En somme, il y a des nations sauvages et des nations civilisées. Naturellement, les premières sont inférieures et les secondes supérieures ; mais la race n’y est pour rien, la civilisation y est pour tout. Ces races sauvages, malgré l’état de profond avilissement dans lequel on les croit plongées, n’ont aucunement perdu leur droit au patrimoine commun de l’humanité, c’est-à-dire au relèvement et au progrès. Elles peuvent commencer, si tard qu’il soit, l’ascension merveilleuse qui a conduit les peuples civilisés à leur degré de perfectionnement actuel. Elles n’ont qu’à trouver ou retrouver le secret qui a fait naître une si belle transformation dans la physionomie de ceux qui tiennent aujourd’hui la tête de l’humanité, parce qu’ils sont les gardiens de la civilisation. Ce secret n’est pas si difficile à découvrir. « L’éducation, l’éducation sous toutes ses formes, dit l’illustre Broca, voilà la force intelligente qui permet à la société d’améliorer la race, tout en luttant contre les sommaires procédés de la sélection naturelle. C’est certainement le plus efficace des moyens dont elle dispose. Joignez-y des institutions équitables permettant à chaque individu d’obtenir une position proportionnelle à son utilité et vous aurez plus fait pour la race que ne pourrait faire la sélection naturelle la plus impitoyable[20]. »
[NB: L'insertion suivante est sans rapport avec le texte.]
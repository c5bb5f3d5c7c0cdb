use crate::error::MemWriterError;

#[cfg(feature = "alloc")]
use alloc::vec::Vec;

/// Abstraction for buffer creation/reallocation
/// to store a frame
pub trait MemWriter {
    /// make sure that we have at least `len` bytes for writing
    fn reserve_allocate(&mut self, len: usize) -> Result<(), MemWriterError>;
    fn write(&mut self, buf: &[u8]) -> Result<(), MemWriterError>;
}

#[cfg(feature = "alloc")]
impl MemWriter for Vec<u8> {
    fn reserve_allocate(&mut self, len: usize) -> Result<(), MemWriterError> {
        self.reserve(len);
        Ok(())
    }

    fn write(&mut self, buf: &[u8]) -> Result<(), MemWriterError> {
        self.extend_from_slice(buf);
        Ok(())
    }
}

/// [`MemWriter`] over a caller provided buffer, for targets without an allocator
#[derive(Debug)]
pub struct SliceWriter<'a> {
    buf: &'a mut [u8],
    pos: usize,
}

impl<'a> SliceWriter<'a> {
    pub fn new(buf: &'a mut [u8]) -> Self {
        Self { buf, pos: 0 }
    }

    /// Bytes written so far
    pub fn written(&self) -> &[u8] {
        &self.buf[..self.pos]
    }

    pub fn len(&self) -> usize {
        self.pos
    }

    pub fn is_empty(&self) -> bool {
        self.pos == 0
    }

    /// Forget everything written, the buffer can be reused for the next frame
    pub fn clear(&mut self) {
        self.pos = 0;
    }

    fn remaining(&self) -> usize {
        self.buf.len() - self.pos
    }
}

impl MemWriter for SliceWriter<'_> {
    fn reserve_allocate(&mut self, len: usize) -> Result<(), MemWriterError> {
        if len > self.remaining() {
            return Err(MemWriterError::NotEnoughMem {
                need: len,
                available: self.remaining(),
            });
        }
        Ok(())
    }

    fn write(&mut self, buf: &[u8]) -> Result<(), MemWriterError> {
        self.reserve_allocate(buf.len())?;
        let end = self.pos + buf.len();
        self.buf[self.pos..end].copy_from_slice(buf);
        self.pos = end;
        Ok(())
    }
}

#[cfg(test)]
mod tests {
    use super::*;

    #[test]
    fn slice_writer_appends() {
        let mut buf = [0u8; 4];
        let mut out = SliceWriter::new(&mut buf);
        assert!(out.is_empty());
        out.write(&[1, 2]).unwrap();
        out.write(&[3]).unwrap();
        assert_eq!(out.written(), &[1, 2, 3]);
        assert_eq!(out.len(), 3);
    }

    #[test]
    fn slice_writer_refuses_overflow_without_writing() {
        let mut buf = [0u8; 4];
        let mut out = SliceWriter::new(&mut buf);
        out.write(&[9, 9, 9]).unwrap();
        assert_eq!(
            out.write(&[1, 2]),
            Err(MemWriterError::NotEnoughMem {
                need: 2,
                available: 1
            })
        );
        assert_eq!(out.written(), &[9, 9, 9]);

        out.clear();
        assert!(out.reserve_allocate(4).is_ok());
        assert!(out.reserve_allocate(5).is_err());
    }

    #[cfg(feature = "alloc")]
    #[test]
    fn vec_writer_grows() {
        let mut out = Vec::new();
        out.reserve_allocate(3).unwrap();
        out.write(&[1, 2, 3]).unwrap();
        out.write(&[4]).unwrap();
        assert_eq!(out, [1, 2, 3, 4]);
    }
}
Belles paroles ! en vérité. Je reconnais ici le grand savant, cette intelligence supérieure qui dominait tous ceux qui l’entouraient. Pour le coup, Broca franchit les limites étroites de l’anthropologie systématique ; il parle en vrai sociologue et laisse planer son esprit sur le plus beau côté des problèmes que doit soulever la véritable anthropologie. La contemplation de ces problèmes ne sera peut-être jamais autre chose qu’une aspiration vague et indécise vers un idéal de science et de bien-être dont la réalisation est très lointaine ; mais c’est la plus noble, la plus élevée, la plus digne des préoccupations du génie !

III.

APPLICATION DU DARWINISME À L’ETHNOLOGIE DE L’ÉGYPTE, GRECS ANCIENS ET GRECS MODERNES.


Arrivé à ce point de ma démonstration, je suis obligé de revenir à l’étude consciencieusement faite sur l’ancienne race égyptienne que l’on a vainement essayé de séparer des autres races noires de l’Afrique.
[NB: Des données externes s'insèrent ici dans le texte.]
// SPDX-License-Identifier: Apache-2.0

//! [`EventStream`]: the pull-side sequence of operations.

use std::future::Future;
use std::pin::Pin;
use std::sync::Arc;
use std::task::{Context, Poll};

use futures::Stream;
use tokio_util::sync::CancellationToken;
use tracing::warn;

use crate::bridge::EventBridge;
use crate::slot::NextEvent;
use crate::source::EventSource;
use crate::status::BridgeError;

/// Unbounded, single-consumer sequence of [`NextEvent`] operations.
///
/// Created by [`EventBridge::into_events`]; owns the bridge, so dropping
/// the stream unregisters the source and cancels any pending operation.
/// The sequence is infinite and not restartable: every operation shares
/// the one underlying slot.
///
/// Two ways to drive it:
///
/// - [`next`](Self::next) hands out one fresh operation at a time for
///   explicit `select!`-style composition;
/// - the [`futures::Stream`] impl yields raw event values and ends when
///   the cancellation token fires or the bridge closes.
pub struct EventStream<S, T>
where
    S: EventSource<T>,
{
    bridge: EventBridge<S, T>,
    token: CancellationToken,
    current: Option<NextEvent<T>>,
}

impl<S, T> EventStream<S, T>
where
    S: EventSource<T>,
{
    pub(crate) fn new(bridge: EventBridge<S, T>, token: CancellationToken) -> Self {
        Self {
            bridge,
            token,
            current: None,
        }
    }

    /// Produce the next operation, in its created (unpublished) state.
    ///
    /// Publishing into the slot happens when the returned future is first
    /// polled, not here. The `&mut` receiver keeps requests sequential;
    /// the slot rejects a second concurrently awaited operation with
    /// [`BridgeError::OperationPending`](crate::BridgeError) as the
    /// runtime backstop.
    pub fn next(&mut self) -> NextEvent<T> {
        // Drop any half-driven Stream item so its slot claim is withdrawn.
        self.current = None;
        NextEvent::new(Arc::clone(self.bridge.slot()), self.token.clone())
    }

    /// The cancellation token every operation of this stream observes.
    pub fn token(&self) -> &CancellationToken {
        &self.token
    }

    /// Number of deliveries so far that found no operation pending.
    pub fn dropped_events(&self) -> u64 {
        self.bridge.dropped_events()
    }
}

impl<S, T> Stream for EventStream<S, T>
where
    S: EventSource<T> + Unpin,
    S::Registration: Unpin,
{
    type Item = T;

    fn poll_next(self: Pin<&mut Self>, cx: &mut Context<'_>) -> Poll<Option<T>> {
        let this = self.get_mut();
        let op = this.current.get_or_insert_with(|| {
            NextEvent::new(Arc::clone(this.bridge.slot()), this.token.clone())
        });
        match Pin::new(op).poll(cx) {
            Poll::Pending => Poll::Pending,
            Poll::Ready(Ok(event)) => {
                this.current = None;
                Poll::Ready(Some(event))
            }
            Poll::Ready(Err(BridgeError::OperationPending)) => {
                // A manually driven operation holds the slot; ending the
                // stream beats silently competing with it.
                warn!("event stream ended: another operation is already pending");
                this.current = None;
                Poll::Ready(None)
            }
            Poll::Ready(Err(_)) => {
                this.current = None;
                Poll::Ready(None)
            }
        }
    }
}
Ce qui a paru autoriser la plupart des égyptologues qui ne s’occupent pas d’anthropologie et la grande majorité des anthropologistes qui se sont fort peu intéressés à l’archéologie égyptienne, à déclarer que les anciens riverains du Nil n’étaient pas de la race noire, c’est surtout une considération empirique. En comparant l’infériorité actuelle des Africains et la haute civilisation à laquelle avait pu atteindre la nation qui a construit les pyramides et le Rhamesséum, l’on s’est demandé comment une même race d’hommes serait capable d’exécuter de si grands travaux, à une époque si reculée, pour ne faire preuve aujourd’hui que de l’impuissance et de l’ignorance les plus accablantes. Sans aucune autre forme de procès, on a inféré de ce que l’on voit actuellement que la race blanche seule aura pu faire de si grandes choses. Mais comment prouver l’existence d’une race blanche en Égypte, sous le sceptre des Pharaons ? Égyptologues et anthropologistes se servirent mutuellement d’appui. Il fut admis que depuis sept mille ans, rien n’a changé dans la physionomie de l’Égyptien. Le Rétou antique ne serait autre que le fellah d’aujourd’hui, lequel appartiendrait à la race blanche. Non-seulement cette assertion est contredite par toutes les lois de l’évolution organique et sociale que les nations subissent dans leur existence, mais elle repose en outre sur un fait de pure fantaisie, en considérant le fellah comme étant toujours un homme de race blanche.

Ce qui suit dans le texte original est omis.